2) The Bible is Half Truth, Half Lie. According to most modern Bible Scholars.
3) The Bible is the Big Lie. According to atheists.
These are your choices. I believe in 1), as well as in cause and effect (where there is smoke there is fire). Here is a few good quotes of people in the know, having made a thorough study of the Bible and its manuscripts. And an archaeologist worth his salt, working in Palestine, will also study what the Bible has to say about a certain town, geographical location, etc.
End of Biblical Studies? I don't think so. Thousands and thousands are studying the Bible worldwide. I wonder why?
Rudolf Kittel, the first editor of Biblia Hebraica (BH), containing the Masoretic Text of the HAS, said: “Even so the Biblia Hebraica will remain subject to the saying, ‘One day instructs another’. May it find everywhere fair critics, but especially readers worthy of the greatness of the subject!” [i]
Adolf von Harnack, author of the authoritative two-volume work, Die Mission und Ausbreitung des Christentums in den ersten drei Jahrhunderten (‘The mission and expansion of Christianity during the first three centuries’) commented on the influence of the LXX on Western thought: “The most common attitude among Greeks who came into contact with the Old Testament was that this book and the cosmos are mutually related and must be understood together. Whatever they might think about the book, it appeared to be certain that it was a creation parallel to the world itself, equally great, and comprehensive, and that both are the work of the same Creator. What other book received a comparable verdict among thinking men?” [ii]

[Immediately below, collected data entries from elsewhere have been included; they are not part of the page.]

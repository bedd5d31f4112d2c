//! # hgraph — Hierarchical Attributed Region Graph
//!
//! A graph of spatial regions and objects, arranged in a single-parent tree
//! plus an undirected relation graph, with typed attributes that fall back
//! to the nearest ancestor when not set locally.
//!
//! ## Design Principles
//!
//! 1. **Trait-first**: `GraphStore` is the contract between the query core and storage
//! 2. **Plain data**: `Node`, `Attribute`, `FeatureVector` cross all boundaries
//! 3. **No hidden state**: fallback attributes and feature vectors are computed on demand
//! 4. **Stateless measures**: a `DistanceMeasure` holds configuration only
//!
//! ## Quick Start
//!
//! ```rust,no_run
//! use hgraph::{AttributeContent, Category, HGraph, SearchQuery};
//!
//! # fn example() -> hgraph::Result<()> {
//! let graph = HGraph::open_memory();
//! let store = graph.store();
//! store.add_category(Category::new("height", AttributeContent::Float(0.0)).with_range(0.0, 10.0));
//!
//! let valley = store.create_node("valley");
//! let meadow = store.create_child("meadow", valley)?;
//! store.set_attribute(valley, &"height".into(), AttributeContent::Float(5.0))?;
//!
//! // The meadow inherits the valley's height.
//! let height = graph.effective_attribute(meadow, &"height".into())?;
//! assert!(height.is_some());
//!
//! let nearby = graph.search(&SearchQuery::node(meadow))?;
//! for (node, distance) in nearby.iter() {
//!     println!("{node}: {distance}");
//! }
//! # Ok(())
//! # }
//! ```
//!
//! ## Stores
//!
//! | Store | Module | Description |
//! |-------|--------|-------------|
//! | `MemoryGraph` | `storage::memory` | In-memory graph for tools and tests |

// ============================================================================
// Modules
// ============================================================================

pub mod model;
pub mod feature;
pub mod distance;
pub mod spatial;
pub mod storage;
pub mod search;
pub mod interpolate;
pub mod config;

// ============================================================================
// Re-exports: Model (the DTOs)
// ============================================================================

pub use model::{
    Attribute, AttributeContent, AttributeMap, AttributeRelation, AttributeType,
    Category, CategoryId, Color, Curve, EnumDef, EnumId, FeatureData, Node, NodeId,
    RelId, Relation, Schema, SchemaMap, MAX_ENUM_SIZE,
};

// ============================================================================
// Re-exports: Engine
// ============================================================================

pub use config::QueryConfig;
pub use distance::{DistanceMeasure, Euclidean, Manhattan, MeasureConfig, MeasureKind};
pub use feature::{FeatureEntry, FeatureVector};
pub use search::{SearchQuery, SearchResult, SearchSettings};
pub use spatial::{Shape, Space, SpatialMeasure, Transform};
pub use storage::{GraphStore, MemoryGraph, StoreConfig};

// ============================================================================
// Top-level HGraph handle
// ============================================================================

/// The primary entry point. An `HGraph` wraps a store and answers search
/// and similarity queries against it with one query configuration.
pub struct HGraph<S: GraphStore> {
    store: S,
    config: QueryConfig,
    measure: Box<dyn DistanceMeasure>,
}

impl<S: GraphStore> HGraph<S> {
    /// Create an HGraph over the given store with default configuration.
    pub fn with_store(store: S) -> Self {
        let config = QueryConfig::default();
        let measure = config.build_measure();
        Self { store, config, measure }
    }

    /// Wrap a store with a custom config. Rejects the same configs as [`HGraph::set_config`].
    pub fn with_config(store: S, config: QueryConfig) -> Result<Self> {
        config.validate()?;
        let measure = config.build_measure();
        Ok(Self { store, config, measure })
    }

    /// Access the underlying store (for mutation and raw walks).
    pub fn store(&self) -> &S {
        &self.store
    }

    pub fn config(&self) -> &QueryConfig {
        &self.config
    }

    pub fn set_config(&mut self, config: QueryConfig) -> Result<()> {
        config.validate()?;
        self.measure = config.build_measure();
        self.config = config;
        Ok(())
    }

    pub fn measure(&self) -> &dyn DistanceMeasure {
        self.measure.as_ref()
    }

    /// Search with the configured settings.
    pub fn search(&self, query: &SearchQuery) -> Result<SearchResult> {
        search::search(&self.store, query, &self.config.search)
    }

    /// Search with one-off settings.
    pub fn search_with(&self, query: &SearchQuery, settings: &SearchSettings) -> Result<SearchResult> {
        search::search(&self.store, query, settings)
    }

    pub fn feature_vector_of(&self, node: NodeId, normalized: bool) -> Result<FeatureVector> {
        self.store.feature_vector_of(node, normalized)
    }

    /// Score two feature vectors with the configured measure.
    pub fn distance(&self, a: &FeatureVector, b: &FeatureVector, normalized: bool) -> Result<f64> {
        self.measure.feature_distance(a, b, normalized)
    }

    /// Score the (normalized) effective attributes of two nodes.
    pub fn node_distance(&self, a: NodeId, b: NodeId, normalized: bool) -> Result<f64> {
        let fa = self.store.feature_vector_of(a, true)?;
        let fb = self.store.feature_vector_of(b, true)?;
        self.measure.feature_distance(&fa, &fb, normalized)
    }

    pub fn effective_attribute(&self, node: NodeId, category: &CategoryId) -> Result<Option<Attribute>> {
        self.store.effective_attribute(node, category)
    }

    /// Blend the feature vectors of a search result, nearer nodes weighing more.
    pub fn blend(&self, result: &SearchResult, normalized: bool) -> Result<FeatureVector> {
        interpolate::inverse_distance_blend(&self.store, result, normalized)
    }
}

/// In-memory graph for tools and tests.
impl HGraph<MemoryGraph> {
    pub fn open_memory() -> Self {
        Self::with_store(MemoryGraph::new())
    }
}

// ============================================================================
// Error Types
// ============================================================================

fn category_suffix(category: &Option<CategoryId>) -> String {
    match category {
        Some(id) => format!(" in category '{id}'"),
        None => String::new(),
    }
}

#[derive(Debug, thiserror::Error)]
pub enum Error {
    #[error("Category not found: '{0}'")]
    CategoryNotFound(CategoryId),

    #[error("Node not found: {0}")]
    NodeNotFound(NodeId),

    #[error("Relation not found: {0}")]
    RelationNotFound(RelId),

    #[error("Enum not found: '{0}'")]
    EnumNotFound(EnumId),

    #[error("Attributes belong to different categories: '{left}' vs '{right}'")]
    CategoryMismatch { left: CategoryId, right: CategoryId },

    #[error("Argument count mismatch: {ids} category ids for {entries} entries")]
    ArgumentCount { ids: usize, entries: usize },

    #[error("Length mismatch{}: expected {expected}, got {got}", category_suffix(.category))]
    LengthMismatch { category: Option<CategoryId>, expected: usize, got: usize },

    #[error("Type mismatch in category '{category}': expected {expected}, got {got}")]
    TypeMismatch { category: CategoryId, expected: AttributeType, got: AttributeType },

    #[error("Cycle in super-node chain of node {0}")]
    CycleDetected(NodeId),

    #[error("Enum '{enum_id}' needs {size} slots, limit is {max}")]
    EnumOverflow { enum_id: EnumId, size: usize, max: usize },

    #[error("Unsupported: {0}")]
    Unsupported(String),

    #[error("Degenerate input: {0}")]
    Degenerate(String),

    #[error("Configuration error: {0}")]
    Config(String),

    #[error("JSON error: {0}")]
    Json(#[from] serde_json::Error),
}

pub type Result<T> = std::result::Result<T, Error>;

R.H. Pfeiffer, in his Introduction to the Old Testament, insists, “No book or collection of books have over the years been more carefully read, more widely circulated or more zealously studied than the books of the Old Testament”.

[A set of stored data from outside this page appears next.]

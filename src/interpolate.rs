//! Blending and picking over search results.
//!
//! These are the hooks placement code builds on: turn a set of nearby
//! nodes into one feature vector, or choose one candidate by weight.

use hashbrown::HashMap;

use crate::distance::DistanceMeasure;
use crate::feature::{FeatureEntry, FeatureVector};
use crate::model::{CategoryId, RelId};
use crate::search::SearchResult;
use crate::storage::GraphStore;
use crate::{Error, Result};

/// Weight of a node at spatial distance `d`: `1 / (1 + d)`.
pub fn similarity_weight(distance: f32) -> f32 {
    1.0 / (1.0 + distance.max(0.0))
}

/// Weighted mean of every result node's feature vector.
///
/// Each category is divided by the weights of the nodes that actually carry
/// it, so a category known to one node only keeps that node's value.
pub fn inverse_distance_blend<S: GraphStore + ?Sized>(
    store: &S,
    result: &SearchResult,
    normalized: bool,
) -> Result<FeatureVector> {
    let mut sum = FeatureVector::new("blend");
    let mut weights: HashMap<CategoryId, f32> = HashMap::new();

    for (node, distance) in result.iter() {
        let fv = store.feature_vector_of(node, normalized)?;
        let w = similarity_weight(distance);
        for id in fv.keys() {
            *weights.entry(id.clone()).or_default() += w;
        }
        sum = &sum + &(fv * w);
    }
    for (id, total) in &weights {
        sum.scale_category(id, 1.0 / total);
    }
    Ok(sum)
}

/// Blend the two ends of a relation at `t` (0 = `a`, 1 = `b`), easing each
/// category along the relation's curve for it. Categories found on one end
/// only pass through unchanged.
pub fn blend_across_relation<S: GraphStore + ?Sized>(
    store: &S,
    relation: RelId,
    t: f32,
    normalized: bool,
) -> Result<FeatureVector> {
    let rel = store.relation(relation).ok_or(Error::RelationNotFound(relation))?;
    let a = store.feature_vector_of(rel.a, normalized)?;
    let b = store.feature_vector_of(rel.b, normalized)?;

    let mut out = FeatureVector::new(format!("{}~{}", a.name(), b.name()));
    for (id, ea) in a.iter() {
        let entry = match b.get(id) {
            Some(eb) => lerp_entry(id, ea, eb, rel.curve_for(id).evaluate(t))?,
            None => ea.clone(),
        };
        out.insert(id.clone(), entry);
    }
    for (id, eb) in b.iter().filter(|(id, _)| !a.contains(id)) {
        out.insert(id.clone(), eb.clone());
    }
    Ok(out)
}

fn lerp_entry(id: &CategoryId, a: &FeatureEntry, b: &FeatureEntry, s: f32) -> Result<FeatureEntry> {
    if a.ty != b.ty {
        return Err(Error::TypeMismatch { category: id.clone(), expected: a.ty, got: b.ty });
    }
    if a.data.len() != b.data.len() {
        return Err(Error::LengthMismatch {
            category: Some(id.clone()),
            expected: a.data.len(),
            got: b.data.len(),
        });
    }
    let data = a.data.iter().zip(&b.data).map(|(x, y)| x + (y - x) * s).collect::<Vec<_>>();
    Ok(FeatureEntry::new(a.ty, data))
}

/// Candidate indices ordered by ascending feature distance to `query`.
/// Equal scores keep their input order.
pub fn rank_by_similarity<M: DistanceMeasure + ?Sized>(
    measure: &M,
    query: &FeatureVector,
    candidates: &[FeatureVector],
    normalized: bool,
) -> Result<Vec<(usize, f64)>> {
    let mut ranked = candidates
        .iter()
        .enumerate()
        .map(|(i, c)| Ok((i, measure.feature_distance(query, c, normalized)?)))
        .collect::<Result<Vec<_>>>()?;
    ranked.sort_by(|x, y| x.1.total_cmp(&y.1));
    Ok(ranked)
}

/// Roulette selection. `sample` is a uniform draw in `[0, 1)` supplied by
/// the caller; weights that are not positive and finite never win.
pub fn weighted_pick(weights: &[f64], sample: f64) -> Option<usize> {
    let usable = |w: f64| w.is_finite() && w > 0.0;
    let total: f64 = weights.iter().copied().filter(|w| usable(*w)).sum();
    if total <= 0.0 || !total.is_finite() {
        return None;
    }
    let threshold = sample.clamp(0.0, 1.0) * total;
    let mut acc = 0.0;
    let mut last = None;
    for (i, w) in weights.iter().copied().enumerate().filter(|(_, w)| usable(*w)) {
        acc += w;
        last = Some(i);
        if threshold < acc {
            return Some(i);
        }
    }
    last
}

#[cfg(test)]
mod tests {
    use super::*;
    use crate::distance::{Euclidean, MeasureConfig};
    use crate::model::{AttributeContent, AttributeRelation, AttributeType, Category, Curve, NodeId};
    use crate::storage::MemoryGraph;

    fn graph() -> (MemoryGraph, NodeId, NodeId) {
        let g = MemoryGraph::new();
        g.add_category(Category::new("h", AttributeContent::Float(0.0)).with_range(0.0, 10.0));
        g.add_category(Category::new("wet", AttributeContent::Boolean(false)));
        let a = g.create_node("a");
        let b = g.create_node("b");
        g.set_attribute(a, &"h".into(), AttributeContent::Float(2.0)).unwrap();
        g.set_attribute(b, &"h".into(), AttributeContent::Float(6.0)).unwrap();
        g.set_attribute(b, &"wet".into(), AttributeContent::Boolean(true)).unwrap();
        (g, a, b)
    }

    fn value(fv: &FeatureVector, id: &str) -> f32 {
        fv.get(&id.into()).unwrap().data[0]
    }

    #[test]
    fn test_inverse_distance_blend() {
        let (g, a, b) = graph();
        // Weights 1/(1+0) = 1 and 1/(1+1) = 0.5.
        let result = SearchResult { nodes: vec![a, b], distances: vec![0.0, 1.0] };
        let fv = inverse_distance_blend(&g, &result, false).unwrap();
        assert!((value(&fv, "h") - (2.0 + 3.0) / 1.5).abs() < 1e-5);
        // Only b carries "wet", so it keeps b's value.
        assert!((value(&fv, "wet") - 1.0).abs() < 1e-6);
    }

    #[test]
    fn test_blend_of_empty_result_is_empty() {
        let (g, ..) = graph();
        let fv = inverse_distance_blend(&g, &SearchResult::default(), true).unwrap();
        assert!(fv.is_empty());
    }

    #[test]
    fn test_blend_across_relation_uses_curve() {
        let (g, a, b) = graph();
        let rel = g.create_relation(a, b).unwrap();
        let linear = blend_across_relation(&g, rel, 0.25, false).unwrap();
        assert!((value(&linear, "h") - 3.0).abs() < 1e-5);
        assert_eq!(linear.get(&"wet".into()).unwrap().ty, AttributeType::Boolean);

        g.set_attribute_relation(rel, &"h".into(), AttributeRelation { curve: Curve::Step }).unwrap();
        let stepped = blend_across_relation(&g, rel, 0.25, false).unwrap();
        assert!((value(&stepped, "h") - 2.0).abs() < 1e-5);

        assert!(matches!(
            blend_across_relation(&g, RelId(99), 0.5, false),
            Err(Error::RelationNotFound(_))
        ));
    }

    #[test]
    fn test_rank_by_similarity() {
        let m = Euclidean::new(MeasureConfig::default());
        let entry = |v: f32| FeatureEntry::scalar(AttributeType::Float, v);
        let make = |v: f32| FeatureVector::from_parts("c", vec!["h".into()], vec![entry(v)]).unwrap();
        let query = make(0.5);
        let ranked = rank_by_similarity(&m, &query, &[make(0.9), make(0.5), make(0.4)], false).unwrap();
        let order: Vec<usize> = ranked.iter().map(|(i, _)| *i).collect();
        assert_eq!(order, vec![1, 2, 0]);
        assert_eq!(ranked[0].1, 0.0);
    }

    #[test]
    fn test_weighted_pick() {
        let w = [1.0, 0.0, 3.0];
        assert_eq!(weighted_pick(&w, 0.0), Some(0));
        assert_eq!(weighted_pick(&w, 0.24), Some(0));
        assert_eq!(weighted_pick(&w, 0.26), Some(2));
        assert_eq!(weighted_pick(&w, 1.0), Some(2));
        assert_eq!(weighted_pick(&[0.0, f64::NAN], 0.5), None);
        assert_eq!(weighted_pick(&[], 0.5), None);
    }

    #[test]
    fn test_similarity_weight() {
        assert_eq!(similarity_weight(0.0), 1.0);
        assert_eq!(similarity_weight(3.0), 0.25);
    }
}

F.J.A. Hort, a co-producer of the Westcott and Hort text, writes: “By far the most of the words of the New Testament is lifted above all sifting processes of textual criticism, because they have no variants and only needs to be copied... If relatively unimportant questions... are ignored, the words that we vouch to be doubtful only encompasses about a thousandth of the whole of the New Testament.”[iii]
Sir Frederick Kenyon, Bible scholar and erstwhile director of the British Museum, said: “The interval then between the dates of original composition and the earliest extant evidence becomes so small as to be in fact negligible, and the last foundation for any doubt that the Scriptures have come down to us substantially as they were written has now been removed. Both the authenticity and the general integrity of the books of the New Testament may be regarded as finally established. (But general faithfulness and (pinpoint accuracy) is a different matter).” [iv]

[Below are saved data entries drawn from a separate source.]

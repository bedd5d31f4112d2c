//! # Feature Vectors
//!
//! A feature vector is the numeric encoding of a node's (or an asset's)
//! attributes, keyed by category:
//!
//! ```text
//! "height"  -> (Float,  [0.4])
//! "biome"   -> (Enum,   [0, 0, 1, 0, ... 0])     // MAX_ENUM_SIZE wide
//! "slope"   -> (Range,  [0.1, 0.3])
//! ```
//!
//! Arithmetic is key-wise. Keys present on only one side pass through
//! unchanged, so `a + b` over disjoint schemas is a plain union. That makes
//! the operators usable for weighted blending of several nodes.
//!
//! The set of keys is tracked by an order-independent fingerprint so that
//! "same schema?" checks do not have to compare key sets.

use std::hash::{DefaultHasher, Hash, Hasher};
use std::ops::{Add, Div, Mul, Sub};

use hashbrown::HashMap;
use serde::{Deserialize, Serialize};

use crate::model::{Attribute, AttributeContent, AttributeType, CategoryId, FeatureData, Schema};
use crate::{Error, Result};

/// One category's encoding.
#[derive(Debug, Clone, PartialEq, Serialize, Deserialize)]
pub struct FeatureEntry {
    pub ty: AttributeType,
    pub data: FeatureData,
}

impl FeatureEntry {
    pub fn new(ty: AttributeType, data: impl Into<FeatureData>) -> Self {
        Self { ty, data: data.into() }
    }

    pub fn scalar(ty: AttributeType, value: f32) -> Self {
        Self::new(ty, FeatureData::from_slice(&[value]))
    }

    pub fn range(low: f32, high: f32) -> Self {
        Self::new(AttributeType::Range, FeatureData::from_slice(&[low, high]))
    }

    fn zip_with(&self, other: &FeatureEntry, f: impl Fn(f32, f32) -> f32) -> FeatureEntry {
        debug_assert_eq!(self.data.len(), other.data.len(), "feature length is fixed per category");
        FeatureEntry {
            ty: self.ty,
            data: self.data.iter().zip(&other.data).map(|(a, b)| f(*a, *b)).collect(),
        }
    }

    fn map(&self, f: impl Fn(f32) -> f32) -> FeatureEntry {
        FeatureEntry { ty: self.ty, data: self.data.iter().map(|v| f(*v)).collect() }
    }
}

fn key_hash(id: &CategoryId) -> u64 {
    let mut h = DefaultHasher::new();
    id.hash(&mut h);
    h.finish()
}

/// Named mapping `category -> (type, data)`.
#[derive(Debug, Clone, PartialEq, Serialize, Deserialize)]
pub struct FeatureVector {
    name: String,
    entries: HashMap<CategoryId, FeatureEntry>,
    fingerprint: u64,
}

impl FeatureVector {
    pub fn new(name: impl Into<String>) -> Self {
        Self { name: name.into(), entries: HashMap::new(), fingerprint: 0 }
    }

    /// Build from parallel id / entry lists.
    pub fn from_parts(
        name: impl Into<String>,
        ids: Vec<CategoryId>,
        entries: Vec<FeatureEntry>,
    ) -> Result<Self> {
        if ids.len() != entries.len() {
            return Err(Error::ArgumentCount { ids: ids.len(), entries: entries.len() });
        }
        let mut fv = Self::new(name);
        for (id, entry) in ids.into_iter().zip(entries) {
            fv.insert(id, entry);
        }
        Ok(fv)
    }

    /// Encode a set of attributes.
    pub fn from_attributes<'a, S: Schema + ?Sized>(
        name: impl Into<String>,
        attributes: impl IntoIterator<Item = &'a Attribute>,
        schema: &S,
    ) -> Result<Self> {
        let mut fv = Self::new(name);
        for attr in attributes {
            let data = attr.encode(schema)?;
            fv.insert(attr.category.clone(), FeatureEntry::new(attr.ty(), data));
        }
        Ok(fv)
    }

    pub fn name(&self) -> &str {
        &self.name
    }

    pub fn set_name(&mut self, name: impl Into<String>) {
        self.name = name.into();
    }

    pub fn len(&self) -> usize {
        self.entries.len()
    }

    pub fn is_empty(&self) -> bool {
        self.entries.is_empty()
    }

    pub fn get(&self, id: &CategoryId) -> Option<&FeatureEntry> {
        self.entries.get(id)
    }

    pub fn contains(&self, id: &CategoryId) -> bool {
        self.entries.contains_key(id)
    }

    pub fn keys(&self) -> impl Iterator<Item = &CategoryId> {
        self.entries.keys()
    }

    pub fn iter(&self) -> impl Iterator<Item = (&CategoryId, &FeatureEntry)> {
        self.entries.iter()
    }

    pub fn insert(&mut self, id: CategoryId, entry: FeatureEntry) -> Option<FeatureEntry> {
        let hash = key_hash(&id);
        let old = self.entries.insert(id, entry);
        if old.is_none() {
            self.fingerprint = self.fingerprint.wrapping_add(hash);
        }
        old
    }

    pub fn remove(&mut self, id: &CategoryId) -> Option<FeatureEntry> {
        let old = self.entries.remove(id);
        if old.is_some() {
            self.fingerprint = self.fingerprint.wrapping_sub(key_hash(id));
        }
        old
    }

    /// Order-independent hash of the key set.
    pub fn fingerprint(&self) -> u64 {
        self.fingerprint
    }

    /// Whether both vectors are keyed by the same categories.
    pub fn same_shape(&self, other: &FeatureVector) -> bool {
        self.fingerprint == other.fingerprint && self.len() == other.len()
    }

    /// Multiply one category by `factor`, leaving every other key alone.
    /// Returns false when the category is absent.
    pub fn scale_category(&mut self, id: &CategoryId, factor: f32) -> bool {
        match self.entries.get_mut(id) {
            Some(entry) => {
                entry.data.iter_mut().for_each(|v| *v *= factor);
                true
            }
            None => false,
        }
    }

    /// Decode one category back into attribute content.
    pub fn decode_category(&self, id: &CategoryId) -> Result<AttributeContent> {
        let entry = self.get(id).ok_or_else(|| Error::CategoryNotFound(id.clone()))?;
        AttributeContent::decode(entry.ty, &entry.data)
    }

    /// Rescale numeric categories to `(v - min) / (max - min)` in place.
    /// Non-numeric categories are left untouched.
    pub fn normalize<S: Schema + ?Sized>(&mut self, schema: &S) -> Result<()> {
        for (id, entry) in self.entries.iter_mut() {
            let category = schema.require_category(id)?;
            if !entry.ty.is_numeric() {
                continue;
            }
            for v in entry.data.iter_mut() {
                *v = category.normalize_value(*v)?;
            }
        }
        Ok(())
    }

    pub fn normalized<S: Schema + ?Sized>(&self, schema: &S) -> Result<Self> {
        let mut copy = self.clone();
        copy.normalize(schema)?;
        Ok(copy)
    }

    fn combine(&self, other: &FeatureVector, f: impl Fn(f32, f32) -> f32) -> FeatureVector {
        let mut out = self.clone();
        for (id, theirs) in &other.entries {
            match self.entries.get(id) {
                Some(ours) => {
                    out.entries.insert(id.clone(), ours.zip_with(theirs, &f));
                }
                None => {
                    out.insert(id.clone(), theirs.clone());
                }
            }
        }
        out
    }

    fn map_all(&self, f: impl Fn(f32) -> f32) -> FeatureVector {
        FeatureVector {
            name: self.name.clone(),
            entries: self.entries.iter().map(|(k, e)| (k.clone(), e.map(&f))).collect(),
            fingerprint: self.fingerprint,
        }
    }
}

// ============================================================================
// Operators
// ============================================================================

macro_rules! keywise_op {
    ($trait:ident, $method:ident, $op:tt) => {
        impl $trait<&FeatureVector> for &FeatureVector {
            type Output = FeatureVector;
            fn $method(self, rhs: &FeatureVector) -> FeatureVector {
                self.combine(rhs, |a, b| a $op b)
            }
        }

        impl $trait for FeatureVector {
            type Output = FeatureVector;
            fn $method(self, rhs: FeatureVector) -> FeatureVector {
                (&self).$method(&rhs)
            }
        }
    };
}

keywise_op!(Add, add, +);
keywise_op!(Sub, sub, -);
keywise_op!(Mul, mul, *);
keywise_op!(Div, div, /);

impl Mul<f32> for &FeatureVector {
    type Output = FeatureVector;
    fn mul(self, rhs: f32) -> FeatureVector {
        self.map_all(|v| v * rhs)
    }
}

impl Mul<f32> for FeatureVector {
    type Output = FeatureVector;
    fn mul(self, rhs: f32) -> FeatureVector {
        &self * rhs
    }
}

impl Div<f32> for &FeatureVector {
    type Output = FeatureVector;
    fn div(self, rhs: f32) -> FeatureVector {
        self.map_all(|v| v / rhs)
    }
}

impl Div<f32> for FeatureVector {
    type Output = FeatureVector;
    fn div(self, rhs: f32) -> FeatureVector {
        &self / rhs
    }
}

#[cfg(test)]
mod tests {
    use super::*;
    use crate::model::{Category, SchemaMap};
    use pretty_assertions::assert_eq;

    fn fv(name: &str, entries: &[(&str, FeatureEntry)]) -> FeatureVector {
        let mut v = FeatureVector::new(name);
        for (k, e) in entries {
            v.insert((*k).into(), e.clone());
        }
        v
    }

    fn height(v: f32) -> FeatureEntry {
        FeatureEntry::scalar(AttributeType::Float, v)
    }

    #[test]
    fn test_from_parts_counts_must_match() {
        let err = FeatureVector::from_parts("x", vec!["a".into(), "b".into()], vec![height(1.0)]).unwrap_err();
        assert!(matches!(err, Error::ArgumentCount { ids: 2, entries: 1 }));
    }

    #[test]
    fn test_fingerprint_is_order_independent() {
        let a = fv("a", &[("h", height(1.0)), ("w", height(2.0))]);
        let b = fv("b", &[("w", height(5.0)), ("h", height(7.0))]);
        let c = fv("c", &[("h", height(1.0))]);
        assert!(a.same_shape(&b));
        assert!(!a.same_shape(&c));
    }

    #[test]
    fn test_fingerprint_tracks_removal() {
        let mut a = fv("a", &[("h", height(1.0)), ("w", height(2.0))]);
        let c = fv("c", &[("h", height(1.0))]);
        a.remove(&"w".into());
        assert_eq!(a.fingerprint(), c.fingerprint());
        // Re-inserting an existing key does not move the fingerprint.
        a.insert("h".into(), height(9.0));
        assert_eq!(a.fingerprint(), c.fingerprint());
    }

    #[test]
    fn test_add_passes_unmatched_keys_through() {
        let a = fv("a", &[("h", height(1.0)), ("only_a", height(3.0))]);
        let b = fv("b", &[("h", height(2.0)), ("only_b", height(4.0))]);
        let sum = &a + &b;
        assert_eq!(sum.get(&"h".into()).unwrap().data.as_slice(), &[3.0]);
        assert_eq!(sum.get(&"only_a".into()).unwrap().data.as_slice(), &[3.0]);
        assert_eq!(sum.get(&"only_b".into()).unwrap().data.as_slice(), &[4.0]);
        assert_eq!(sum.len(), 3);
    }

    #[test]
    fn test_sub_copies_rhs_only_keys_unchanged() {
        let a = fv("a", &[("h", height(5.0))]);
        let b = fv("b", &[("h", height(2.0)), ("w", height(4.0))]);
        let diff = a - b;
        assert_eq!(diff.get(&"h".into()).unwrap().data.as_slice(), &[3.0]);
        assert_eq!(diff.get(&"w".into()).unwrap().data.as_slice(), &[4.0]);
    }

    #[test]
    fn test_scalar_ops_touch_every_key() {
        let a = fv("a", &[("h", height(2.0)), ("r", FeatureEntry::range(1.0, 3.0))]);
        let scaled = &a * 2.0;
        assert_eq!(scaled.get(&"h".into()).unwrap().data.as_slice(), &[4.0]);
        assert_eq!(scaled.get(&"r".into()).unwrap().data.as_slice(), &[2.0, 6.0]);
        let halved = scaled / 4.0;
        assert_eq!(halved.get(&"r".into()).unwrap().data.as_slice(), &[0.5, 1.5]);
    }

    #[test]
    fn test_scale_category_is_local() {
        let mut a = fv("a", &[("h", height(2.0)), ("w", height(2.0))]);
        assert!(a.scale_category(&"h".into(), 3.0));
        assert!(!a.scale_category(&"missing".into(), 3.0));
        assert_eq!(a.get(&"h".into()).unwrap().data.as_slice(), &[6.0]);
        assert_eq!(a.get(&"w".into()).unwrap().data.as_slice(), &[2.0]);
    }

    #[test]
    fn test_normalize_numeric_only() {
        let schema = SchemaMap::new()
            .with_category(Category::new("h", AttributeContent::Float(0.0)).with_range(0.0, 10.0))
            .with_category(Category::new("wet", AttributeContent::Boolean(false)));
        let a = fv("a", &[("h", height(5.0)), ("wet", FeatureEntry::scalar(AttributeType::Boolean, 1.0))]);
        let n = a.normalized(&schema).unwrap();
        assert_eq!(n.get(&"h".into()).unwrap().data.as_slice(), &[0.5]);
        assert_eq!(n.get(&"wet".into()).unwrap().data.as_slice(), &[1.0]);
        // The original is untouched.
        assert_eq!(a.get(&"h".into()).unwrap().data.as_slice(), &[5.0]);
    }

    #[test]
    fn test_normalize_unknown_category_fails() {
        let a = fv("a", &[("h", height(5.0))]);
        let err = a.normalized(&SchemaMap::new()).unwrap_err();
        assert!(matches!(err, Error::CategoryNotFound(id) if id.0 == "h"));
    }

    #[test]
    fn test_decode_category() {
        let a = fv("a", &[("r", FeatureEntry::range(0.2, 0.4))]);
        assert_eq!(
            a.decode_category(&"r".into()).unwrap(),
            AttributeContent::Range { low: 0.2, high: 0.4 }
        );
    }
}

In his book Our Bible and the Ancient Manuscripts, Kenyon said: “We must be satisfied with the knowledge that the general faithfulness of the New Testament text has been remarkably confirmed by recent finds. These shortened the time between original MSS and the oldest available MSS to such an extent that the different readings, even though interesting, do not change the fundamental doctrines of the Christian faith.” [v]
Professor Aland writes: “It can be determined, on the basis of 40 years of experience and with the results which have come to light in
examining . . . manuscripts at 1,200 test places: The text of the New Testament has been excellently transmitted, better than any
other writing from ancient times; the possibility that manuscripts might yet be found that would change its text decisively is zero.” [vi]
[i] Biblia Hebraica edidit Rudolf Kittel, Württembergische Bibelanstalt Stuttgart, 1973 edition, Introduction p. xxviii.
[ii] E. Würthwein, The Text of the Old Testament An Introduction to the Biblia Hebraica , p. 49.
[iii] B.F Westcott and F.J.A. Hort, The New Testament in the Original Greek (1881), part I, p. 561. Cf. Introduction to the New Testament in the Original Greek (1988 edition), p. 2.
[iv] F. Kenyon, The Bible and Archaeology (1940), pp. 288, 289.
[v] F. Kenyon, Our Bible and the Ancient Manuscripts (1962), p. 249.
[vi] K. Aland, Das Neue Testament - zuverlässig überliefert (1986), pp. 28.27, 28.